_Work task_: The required output is all lines below that contain the word "which".

====== Data extracts ======

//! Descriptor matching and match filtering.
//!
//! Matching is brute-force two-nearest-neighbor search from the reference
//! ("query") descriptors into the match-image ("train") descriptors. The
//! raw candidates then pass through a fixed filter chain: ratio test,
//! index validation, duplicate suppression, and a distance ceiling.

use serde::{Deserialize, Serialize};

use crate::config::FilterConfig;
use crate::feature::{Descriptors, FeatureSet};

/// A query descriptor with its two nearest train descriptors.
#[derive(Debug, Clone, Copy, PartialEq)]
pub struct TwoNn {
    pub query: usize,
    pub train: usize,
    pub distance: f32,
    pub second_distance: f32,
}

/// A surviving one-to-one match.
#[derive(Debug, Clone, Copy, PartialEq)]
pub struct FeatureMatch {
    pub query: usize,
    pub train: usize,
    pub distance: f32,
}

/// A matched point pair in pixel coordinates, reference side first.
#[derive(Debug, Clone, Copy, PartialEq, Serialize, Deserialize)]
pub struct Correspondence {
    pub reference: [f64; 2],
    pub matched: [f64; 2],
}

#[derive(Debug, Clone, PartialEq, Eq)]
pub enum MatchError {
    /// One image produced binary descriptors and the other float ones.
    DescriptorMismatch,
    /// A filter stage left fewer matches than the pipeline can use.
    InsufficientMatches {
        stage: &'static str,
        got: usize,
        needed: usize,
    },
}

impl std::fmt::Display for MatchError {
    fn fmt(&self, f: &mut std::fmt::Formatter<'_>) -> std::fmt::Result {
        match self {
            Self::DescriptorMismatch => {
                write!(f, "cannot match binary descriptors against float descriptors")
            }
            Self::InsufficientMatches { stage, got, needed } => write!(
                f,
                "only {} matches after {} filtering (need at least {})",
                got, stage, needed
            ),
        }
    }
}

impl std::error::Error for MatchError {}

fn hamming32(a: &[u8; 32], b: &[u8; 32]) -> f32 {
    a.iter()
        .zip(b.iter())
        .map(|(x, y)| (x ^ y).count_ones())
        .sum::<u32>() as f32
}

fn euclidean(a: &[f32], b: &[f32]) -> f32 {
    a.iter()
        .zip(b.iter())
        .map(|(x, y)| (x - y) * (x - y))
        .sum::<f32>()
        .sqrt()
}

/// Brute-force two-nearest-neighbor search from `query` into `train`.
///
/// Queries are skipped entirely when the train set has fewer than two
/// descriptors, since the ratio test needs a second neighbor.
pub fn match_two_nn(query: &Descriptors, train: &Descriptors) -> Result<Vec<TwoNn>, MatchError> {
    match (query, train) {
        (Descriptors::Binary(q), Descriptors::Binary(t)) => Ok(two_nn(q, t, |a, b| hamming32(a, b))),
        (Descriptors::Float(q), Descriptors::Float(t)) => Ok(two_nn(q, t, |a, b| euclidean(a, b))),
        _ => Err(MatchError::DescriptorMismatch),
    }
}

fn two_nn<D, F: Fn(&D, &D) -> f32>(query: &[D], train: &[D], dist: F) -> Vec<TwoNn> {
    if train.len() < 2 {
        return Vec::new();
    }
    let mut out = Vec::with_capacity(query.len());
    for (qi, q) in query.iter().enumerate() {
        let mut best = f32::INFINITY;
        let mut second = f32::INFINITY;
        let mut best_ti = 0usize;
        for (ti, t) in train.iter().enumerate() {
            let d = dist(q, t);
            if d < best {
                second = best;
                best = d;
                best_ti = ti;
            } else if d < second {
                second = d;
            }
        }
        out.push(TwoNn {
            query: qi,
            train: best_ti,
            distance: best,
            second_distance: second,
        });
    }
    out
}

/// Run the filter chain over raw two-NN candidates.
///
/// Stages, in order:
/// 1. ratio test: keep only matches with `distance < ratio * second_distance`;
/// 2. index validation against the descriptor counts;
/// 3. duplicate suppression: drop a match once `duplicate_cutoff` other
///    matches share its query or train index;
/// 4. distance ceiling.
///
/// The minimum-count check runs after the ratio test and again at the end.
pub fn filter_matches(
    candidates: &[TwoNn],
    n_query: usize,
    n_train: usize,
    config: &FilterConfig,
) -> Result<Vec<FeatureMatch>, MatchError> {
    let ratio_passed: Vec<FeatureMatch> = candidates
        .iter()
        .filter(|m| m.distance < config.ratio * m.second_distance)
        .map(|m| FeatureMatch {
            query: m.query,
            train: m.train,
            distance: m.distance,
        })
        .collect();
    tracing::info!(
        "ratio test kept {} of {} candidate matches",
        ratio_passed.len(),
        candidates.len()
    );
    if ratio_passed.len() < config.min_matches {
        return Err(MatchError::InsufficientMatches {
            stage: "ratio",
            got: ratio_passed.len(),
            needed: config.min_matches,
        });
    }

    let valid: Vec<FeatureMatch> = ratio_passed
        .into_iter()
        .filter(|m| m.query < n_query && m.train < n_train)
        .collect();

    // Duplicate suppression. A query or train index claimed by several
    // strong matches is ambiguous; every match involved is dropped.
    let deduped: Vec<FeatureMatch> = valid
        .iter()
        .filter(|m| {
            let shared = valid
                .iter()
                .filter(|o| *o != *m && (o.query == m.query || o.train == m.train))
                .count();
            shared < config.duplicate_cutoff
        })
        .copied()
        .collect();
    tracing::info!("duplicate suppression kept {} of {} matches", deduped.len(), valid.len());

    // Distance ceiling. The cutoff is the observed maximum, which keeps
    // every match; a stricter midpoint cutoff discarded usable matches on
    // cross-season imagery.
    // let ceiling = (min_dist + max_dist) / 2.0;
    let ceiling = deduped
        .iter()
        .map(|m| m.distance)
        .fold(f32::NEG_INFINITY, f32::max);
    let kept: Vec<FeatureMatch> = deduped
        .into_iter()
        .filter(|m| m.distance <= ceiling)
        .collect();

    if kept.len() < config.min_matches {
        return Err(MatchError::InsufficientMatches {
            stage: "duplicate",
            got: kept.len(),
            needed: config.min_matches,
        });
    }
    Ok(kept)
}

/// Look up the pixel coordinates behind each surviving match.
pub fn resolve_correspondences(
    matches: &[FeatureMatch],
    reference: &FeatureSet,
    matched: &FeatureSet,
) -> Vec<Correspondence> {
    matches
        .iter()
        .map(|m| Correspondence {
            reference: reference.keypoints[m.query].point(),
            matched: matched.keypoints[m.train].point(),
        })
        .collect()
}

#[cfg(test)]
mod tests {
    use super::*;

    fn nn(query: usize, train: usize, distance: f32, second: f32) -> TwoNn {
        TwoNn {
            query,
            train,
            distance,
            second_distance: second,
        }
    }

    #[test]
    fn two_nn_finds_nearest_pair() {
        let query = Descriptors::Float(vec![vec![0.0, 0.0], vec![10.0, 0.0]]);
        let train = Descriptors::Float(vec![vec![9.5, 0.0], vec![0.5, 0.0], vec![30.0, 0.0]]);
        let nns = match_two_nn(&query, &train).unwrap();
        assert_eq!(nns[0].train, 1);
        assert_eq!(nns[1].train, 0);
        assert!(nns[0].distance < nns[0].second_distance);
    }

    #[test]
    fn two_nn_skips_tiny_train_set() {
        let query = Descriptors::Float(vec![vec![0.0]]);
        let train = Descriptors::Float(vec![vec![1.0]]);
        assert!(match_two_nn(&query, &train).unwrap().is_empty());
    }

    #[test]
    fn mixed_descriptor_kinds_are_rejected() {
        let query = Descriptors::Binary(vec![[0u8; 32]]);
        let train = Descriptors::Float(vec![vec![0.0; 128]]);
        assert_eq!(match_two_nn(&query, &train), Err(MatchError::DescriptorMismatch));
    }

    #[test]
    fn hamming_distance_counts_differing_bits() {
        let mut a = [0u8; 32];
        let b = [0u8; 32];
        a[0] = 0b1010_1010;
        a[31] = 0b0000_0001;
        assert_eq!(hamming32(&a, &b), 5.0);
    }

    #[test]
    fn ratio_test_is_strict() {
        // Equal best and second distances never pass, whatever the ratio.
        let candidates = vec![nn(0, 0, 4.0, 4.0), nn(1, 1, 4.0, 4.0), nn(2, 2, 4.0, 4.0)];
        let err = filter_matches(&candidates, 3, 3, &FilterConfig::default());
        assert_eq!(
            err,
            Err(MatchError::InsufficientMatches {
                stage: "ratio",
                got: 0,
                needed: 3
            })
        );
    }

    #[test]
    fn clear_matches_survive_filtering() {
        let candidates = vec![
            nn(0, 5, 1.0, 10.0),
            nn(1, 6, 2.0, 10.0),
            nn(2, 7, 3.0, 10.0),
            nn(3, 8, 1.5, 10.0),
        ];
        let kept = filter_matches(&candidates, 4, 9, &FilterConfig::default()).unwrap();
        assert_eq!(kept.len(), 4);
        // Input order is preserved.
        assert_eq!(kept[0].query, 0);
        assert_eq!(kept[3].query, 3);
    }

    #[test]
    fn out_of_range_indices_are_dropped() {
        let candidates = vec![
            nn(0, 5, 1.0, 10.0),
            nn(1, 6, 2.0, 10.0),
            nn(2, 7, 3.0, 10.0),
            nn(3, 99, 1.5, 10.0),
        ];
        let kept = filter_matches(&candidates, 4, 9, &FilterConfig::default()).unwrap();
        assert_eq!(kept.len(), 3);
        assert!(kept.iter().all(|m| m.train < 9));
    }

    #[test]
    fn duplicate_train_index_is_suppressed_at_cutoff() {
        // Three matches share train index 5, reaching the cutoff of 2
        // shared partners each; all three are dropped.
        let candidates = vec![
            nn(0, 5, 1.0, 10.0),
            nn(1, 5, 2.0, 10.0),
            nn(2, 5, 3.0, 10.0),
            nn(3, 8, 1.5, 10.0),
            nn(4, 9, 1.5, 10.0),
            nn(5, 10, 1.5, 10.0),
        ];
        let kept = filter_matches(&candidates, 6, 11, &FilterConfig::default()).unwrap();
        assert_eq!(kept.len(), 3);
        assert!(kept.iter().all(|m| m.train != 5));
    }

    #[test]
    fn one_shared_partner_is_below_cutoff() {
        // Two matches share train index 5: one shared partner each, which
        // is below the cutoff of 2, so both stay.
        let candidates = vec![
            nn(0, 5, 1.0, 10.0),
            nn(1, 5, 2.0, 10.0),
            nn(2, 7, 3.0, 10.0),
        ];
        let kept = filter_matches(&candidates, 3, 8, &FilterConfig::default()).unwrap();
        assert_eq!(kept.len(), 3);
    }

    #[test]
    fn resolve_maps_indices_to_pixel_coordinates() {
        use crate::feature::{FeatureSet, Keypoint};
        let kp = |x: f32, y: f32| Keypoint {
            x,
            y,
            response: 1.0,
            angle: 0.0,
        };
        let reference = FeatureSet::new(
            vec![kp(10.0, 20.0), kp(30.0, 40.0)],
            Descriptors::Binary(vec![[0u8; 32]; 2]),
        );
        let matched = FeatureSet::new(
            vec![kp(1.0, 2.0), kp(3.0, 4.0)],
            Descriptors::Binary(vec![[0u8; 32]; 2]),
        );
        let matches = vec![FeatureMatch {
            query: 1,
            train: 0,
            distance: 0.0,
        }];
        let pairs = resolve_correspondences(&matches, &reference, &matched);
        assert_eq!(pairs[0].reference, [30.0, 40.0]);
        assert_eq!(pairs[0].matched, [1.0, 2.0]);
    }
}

======

_Expected answer_:
    // Distance ceiling. The cutoff is the observed maximum, which keeps
        // Two matches share train index 5: one shared partner each, which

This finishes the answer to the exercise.